▶ Provided records:
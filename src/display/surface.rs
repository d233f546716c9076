//! Framebuffer surface
//!
//! Borrowed view of one display's double buffer for the duration of a
//! frame. All writes go through `set_pixel`/`blend_pixel`, which bound
//! every offset to the half being drawn.

use crate::constants::BYTES_PER_PIXEL;
use crate::utils::{blend_channel, Rgba};

use super::backend::BufferHalf;
use super::scale::ScaleProfile;

pub struct Surface<'b> {
    bytes: &'b mut [u8],
    profile: ScaleProfile,
    half: BufferHalf,
}

impl<'b> Surface<'b> {
    pub fn new(bytes: &'b mut [u8], profile: ScaleProfile, half: BufferHalf) -> Self {
        Self {
            bytes,
            profile,
            half,
        }
    }

    /// Byte offset of a native pixel, None when it falls outside the half
    fn offset(&self, x: u32, y: u32) -> Option<usize> {
        if x >= self.profile.pitch {
            return None;
        }
        let half_size = self.bytes.len() / 2;
        let i = (y as usize)
            .checked_mul(self.profile.pitch as usize)?
            .checked_add(x as usize)?
            .checked_mul(BYTES_PER_PIXEL)?;
        if i + 3 >= half_size {
            return None;
        }
        Some(i + self.half.base(self.bytes.len()))
    }

    /// Overwrite R, G, B of a native pixel; the fourth byte is left alone
    pub fn set_pixel(&mut self, x: u32, y: u32, color: Rgba) {
        if let Some(i) = self.offset(x, y) {
            self.bytes[i] = color.r;
            self.bytes[i + 1] = color.g;
            self.bytes[i + 2] = color.b;
        }
    }

    /// Alpha-blend a native pixel
    pub fn blend_pixel(&mut self, x: u32, y: u32, color: Rgba) {
        match color.a {
            0 => {}
            255 => self.set_pixel(x, y, color),
            a => {
                if let Some(i) = self.offset(x, y) {
                    self.bytes[i] = blend_channel(color.r, self.bytes[i], a);
                    self.bytes[i + 1] = blend_channel(color.g, self.bytes[i + 1], a);
                    self.bytes[i + 2] = blend_channel(color.b, self.bytes[i + 2], a);
                }
            }
        }
    }

    /// Blend one logical pixel as a scaled block
    pub fn plot(&mut self, x: u32, y: u32, color: Rgba) {
        if color.a == 0 {
            return;
        }
        let xs = self.profile.span(x);
        for yy in self.profile.span(y) {
            for xx in xs.clone() {
                self.blend_pixel(xx, yy, color);
            }
        }
    }

    /// RGB at a native pixel of the half being drawn
    pub fn pixel(&self, x: u32, y: u32) -> Option<(u8, u8, u8)> {
        let i = self.offset(x, y)?;
        Some((self.bytes[i], self.bytes[i + 1], self.bytes[i + 2]))
    }
}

▶ Task description: Tally the lines of the data that contain the string "ScaleProfile" and report the total alone.

▶ Response to the exercise: 3